### Data provided
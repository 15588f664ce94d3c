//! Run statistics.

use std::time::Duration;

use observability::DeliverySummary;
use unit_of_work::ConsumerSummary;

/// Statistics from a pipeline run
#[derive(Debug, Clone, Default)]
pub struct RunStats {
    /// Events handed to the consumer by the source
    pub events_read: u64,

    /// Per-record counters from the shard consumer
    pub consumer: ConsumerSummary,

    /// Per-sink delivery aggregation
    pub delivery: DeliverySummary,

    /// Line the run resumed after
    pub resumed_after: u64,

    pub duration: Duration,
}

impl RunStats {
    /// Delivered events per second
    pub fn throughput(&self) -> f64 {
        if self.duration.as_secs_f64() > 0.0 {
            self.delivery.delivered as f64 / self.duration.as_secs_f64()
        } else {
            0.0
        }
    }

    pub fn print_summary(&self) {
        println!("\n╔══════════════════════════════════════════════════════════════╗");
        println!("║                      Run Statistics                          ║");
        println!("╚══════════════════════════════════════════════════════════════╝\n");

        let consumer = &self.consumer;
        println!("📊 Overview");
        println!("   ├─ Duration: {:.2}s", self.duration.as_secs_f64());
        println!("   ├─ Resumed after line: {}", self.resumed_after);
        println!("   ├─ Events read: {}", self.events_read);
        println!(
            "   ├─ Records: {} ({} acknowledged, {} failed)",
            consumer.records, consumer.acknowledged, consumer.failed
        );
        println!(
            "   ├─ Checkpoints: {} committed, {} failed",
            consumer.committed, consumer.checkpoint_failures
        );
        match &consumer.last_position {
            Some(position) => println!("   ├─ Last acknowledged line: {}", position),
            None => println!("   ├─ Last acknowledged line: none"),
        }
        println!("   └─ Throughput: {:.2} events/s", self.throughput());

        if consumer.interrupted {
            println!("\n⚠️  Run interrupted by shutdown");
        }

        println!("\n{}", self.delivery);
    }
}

---

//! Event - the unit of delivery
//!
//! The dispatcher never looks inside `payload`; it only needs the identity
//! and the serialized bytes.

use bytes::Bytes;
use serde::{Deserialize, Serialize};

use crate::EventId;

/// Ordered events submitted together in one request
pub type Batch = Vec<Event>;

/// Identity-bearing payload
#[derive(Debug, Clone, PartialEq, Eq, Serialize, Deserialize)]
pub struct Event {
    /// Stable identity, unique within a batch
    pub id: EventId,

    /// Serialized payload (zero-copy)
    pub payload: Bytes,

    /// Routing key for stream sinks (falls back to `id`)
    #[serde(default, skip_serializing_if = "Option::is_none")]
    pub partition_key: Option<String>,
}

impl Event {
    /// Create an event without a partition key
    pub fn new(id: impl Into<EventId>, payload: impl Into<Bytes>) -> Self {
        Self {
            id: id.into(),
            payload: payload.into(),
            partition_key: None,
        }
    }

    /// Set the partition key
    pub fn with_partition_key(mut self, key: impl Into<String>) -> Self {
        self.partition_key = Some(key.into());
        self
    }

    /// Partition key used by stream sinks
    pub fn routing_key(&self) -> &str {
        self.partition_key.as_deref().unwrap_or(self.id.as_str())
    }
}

==

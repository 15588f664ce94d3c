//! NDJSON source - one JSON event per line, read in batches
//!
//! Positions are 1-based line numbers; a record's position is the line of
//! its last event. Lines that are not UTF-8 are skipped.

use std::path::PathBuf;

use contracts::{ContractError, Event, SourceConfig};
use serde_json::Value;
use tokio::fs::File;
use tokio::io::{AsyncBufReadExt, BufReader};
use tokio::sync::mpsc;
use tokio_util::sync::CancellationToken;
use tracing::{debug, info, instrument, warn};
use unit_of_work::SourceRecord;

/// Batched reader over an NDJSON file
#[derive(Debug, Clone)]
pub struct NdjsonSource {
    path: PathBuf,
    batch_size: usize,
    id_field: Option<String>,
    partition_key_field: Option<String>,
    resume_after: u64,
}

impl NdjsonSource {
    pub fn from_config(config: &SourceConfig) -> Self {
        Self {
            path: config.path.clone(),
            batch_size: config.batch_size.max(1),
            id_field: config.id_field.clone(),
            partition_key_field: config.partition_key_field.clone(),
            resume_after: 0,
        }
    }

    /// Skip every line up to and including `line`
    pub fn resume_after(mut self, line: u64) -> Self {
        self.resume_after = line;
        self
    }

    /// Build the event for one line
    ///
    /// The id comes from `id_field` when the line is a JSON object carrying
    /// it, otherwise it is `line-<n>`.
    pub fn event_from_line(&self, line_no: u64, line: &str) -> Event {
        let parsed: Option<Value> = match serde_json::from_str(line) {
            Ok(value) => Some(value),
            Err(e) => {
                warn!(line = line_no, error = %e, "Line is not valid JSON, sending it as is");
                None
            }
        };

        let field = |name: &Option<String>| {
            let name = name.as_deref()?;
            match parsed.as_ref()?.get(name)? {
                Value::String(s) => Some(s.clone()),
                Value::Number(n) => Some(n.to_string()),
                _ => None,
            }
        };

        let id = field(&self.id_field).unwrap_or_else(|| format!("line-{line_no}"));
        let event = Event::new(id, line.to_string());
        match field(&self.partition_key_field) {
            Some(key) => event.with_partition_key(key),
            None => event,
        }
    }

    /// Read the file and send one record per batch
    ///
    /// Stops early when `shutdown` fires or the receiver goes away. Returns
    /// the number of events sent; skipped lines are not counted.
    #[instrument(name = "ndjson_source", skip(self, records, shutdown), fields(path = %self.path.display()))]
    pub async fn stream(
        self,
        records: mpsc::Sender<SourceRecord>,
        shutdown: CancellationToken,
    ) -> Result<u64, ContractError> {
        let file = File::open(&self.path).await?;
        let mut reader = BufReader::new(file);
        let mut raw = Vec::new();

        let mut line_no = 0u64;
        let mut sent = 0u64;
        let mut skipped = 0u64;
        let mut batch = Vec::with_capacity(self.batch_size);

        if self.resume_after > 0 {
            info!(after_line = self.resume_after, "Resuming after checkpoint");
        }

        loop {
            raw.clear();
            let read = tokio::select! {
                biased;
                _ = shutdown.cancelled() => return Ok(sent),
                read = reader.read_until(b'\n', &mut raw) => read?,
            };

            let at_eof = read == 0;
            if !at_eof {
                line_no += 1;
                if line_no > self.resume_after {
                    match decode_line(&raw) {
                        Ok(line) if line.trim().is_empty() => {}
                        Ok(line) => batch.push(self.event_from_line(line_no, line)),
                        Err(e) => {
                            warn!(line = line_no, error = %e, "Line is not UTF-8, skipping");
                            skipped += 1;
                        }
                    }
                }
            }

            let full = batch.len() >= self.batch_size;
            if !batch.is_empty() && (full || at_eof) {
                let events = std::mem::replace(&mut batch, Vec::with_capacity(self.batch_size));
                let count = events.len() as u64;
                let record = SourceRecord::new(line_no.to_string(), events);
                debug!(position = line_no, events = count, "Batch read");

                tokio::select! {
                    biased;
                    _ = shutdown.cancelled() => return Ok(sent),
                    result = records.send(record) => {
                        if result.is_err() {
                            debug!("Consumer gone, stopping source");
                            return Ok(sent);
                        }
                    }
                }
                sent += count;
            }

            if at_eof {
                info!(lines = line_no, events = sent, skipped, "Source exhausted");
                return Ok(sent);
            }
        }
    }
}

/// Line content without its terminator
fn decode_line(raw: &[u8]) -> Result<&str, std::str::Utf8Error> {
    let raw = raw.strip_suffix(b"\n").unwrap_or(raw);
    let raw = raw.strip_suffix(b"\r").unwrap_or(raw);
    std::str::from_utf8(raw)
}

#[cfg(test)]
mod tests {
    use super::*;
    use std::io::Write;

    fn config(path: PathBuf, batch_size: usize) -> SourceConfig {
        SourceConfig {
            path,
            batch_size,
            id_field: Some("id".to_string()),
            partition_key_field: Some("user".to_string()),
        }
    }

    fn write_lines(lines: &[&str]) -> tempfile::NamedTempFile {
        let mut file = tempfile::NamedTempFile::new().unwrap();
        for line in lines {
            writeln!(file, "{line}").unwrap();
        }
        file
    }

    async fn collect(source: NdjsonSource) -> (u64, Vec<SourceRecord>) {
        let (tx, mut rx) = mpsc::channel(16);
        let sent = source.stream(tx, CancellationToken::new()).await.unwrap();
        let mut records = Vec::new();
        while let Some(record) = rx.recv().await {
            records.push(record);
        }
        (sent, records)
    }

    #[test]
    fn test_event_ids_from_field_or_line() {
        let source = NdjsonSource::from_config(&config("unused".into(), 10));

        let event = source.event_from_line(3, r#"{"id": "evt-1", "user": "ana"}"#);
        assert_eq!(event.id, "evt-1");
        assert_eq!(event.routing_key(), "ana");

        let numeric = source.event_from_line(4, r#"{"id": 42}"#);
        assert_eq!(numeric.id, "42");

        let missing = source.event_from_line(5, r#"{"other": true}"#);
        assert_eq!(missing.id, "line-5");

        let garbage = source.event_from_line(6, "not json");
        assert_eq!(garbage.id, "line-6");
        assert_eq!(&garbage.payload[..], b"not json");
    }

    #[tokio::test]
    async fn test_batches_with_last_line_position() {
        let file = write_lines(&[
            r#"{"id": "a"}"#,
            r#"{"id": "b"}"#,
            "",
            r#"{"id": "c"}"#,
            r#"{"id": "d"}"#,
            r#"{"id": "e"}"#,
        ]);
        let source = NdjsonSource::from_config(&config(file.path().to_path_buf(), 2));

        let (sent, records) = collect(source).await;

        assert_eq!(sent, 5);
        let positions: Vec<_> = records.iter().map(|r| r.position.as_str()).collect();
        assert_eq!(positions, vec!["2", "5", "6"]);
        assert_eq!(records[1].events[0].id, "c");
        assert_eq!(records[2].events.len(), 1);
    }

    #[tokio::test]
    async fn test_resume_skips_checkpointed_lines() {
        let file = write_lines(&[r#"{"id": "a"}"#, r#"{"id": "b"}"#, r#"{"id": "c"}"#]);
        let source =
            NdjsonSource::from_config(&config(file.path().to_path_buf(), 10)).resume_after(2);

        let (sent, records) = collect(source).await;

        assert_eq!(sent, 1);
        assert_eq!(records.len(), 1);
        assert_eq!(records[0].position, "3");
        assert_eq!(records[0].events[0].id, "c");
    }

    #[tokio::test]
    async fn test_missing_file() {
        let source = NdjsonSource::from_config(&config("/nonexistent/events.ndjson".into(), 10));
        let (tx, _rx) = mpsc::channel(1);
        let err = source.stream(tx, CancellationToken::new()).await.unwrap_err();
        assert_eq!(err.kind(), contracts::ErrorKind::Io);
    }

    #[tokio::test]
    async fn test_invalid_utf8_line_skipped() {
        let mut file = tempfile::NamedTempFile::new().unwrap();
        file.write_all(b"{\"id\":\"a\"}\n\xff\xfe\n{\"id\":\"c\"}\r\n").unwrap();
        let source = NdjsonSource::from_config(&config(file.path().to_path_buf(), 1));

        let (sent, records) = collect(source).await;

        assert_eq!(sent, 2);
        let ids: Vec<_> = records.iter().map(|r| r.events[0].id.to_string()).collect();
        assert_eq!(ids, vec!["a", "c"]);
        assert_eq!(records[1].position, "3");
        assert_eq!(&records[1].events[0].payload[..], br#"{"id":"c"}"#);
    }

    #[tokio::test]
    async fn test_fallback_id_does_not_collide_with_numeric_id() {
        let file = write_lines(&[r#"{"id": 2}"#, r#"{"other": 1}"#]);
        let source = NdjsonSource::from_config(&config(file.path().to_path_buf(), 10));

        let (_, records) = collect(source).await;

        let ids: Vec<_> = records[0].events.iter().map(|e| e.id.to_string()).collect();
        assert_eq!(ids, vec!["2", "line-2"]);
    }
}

### Try it
List all lines from the entries that include the word "when".

### Reply
    /// The id comes from `id_field` when the line is a JSON object carrying
    /// Stops early when `shutdown` fires or the receiver goes away. Returns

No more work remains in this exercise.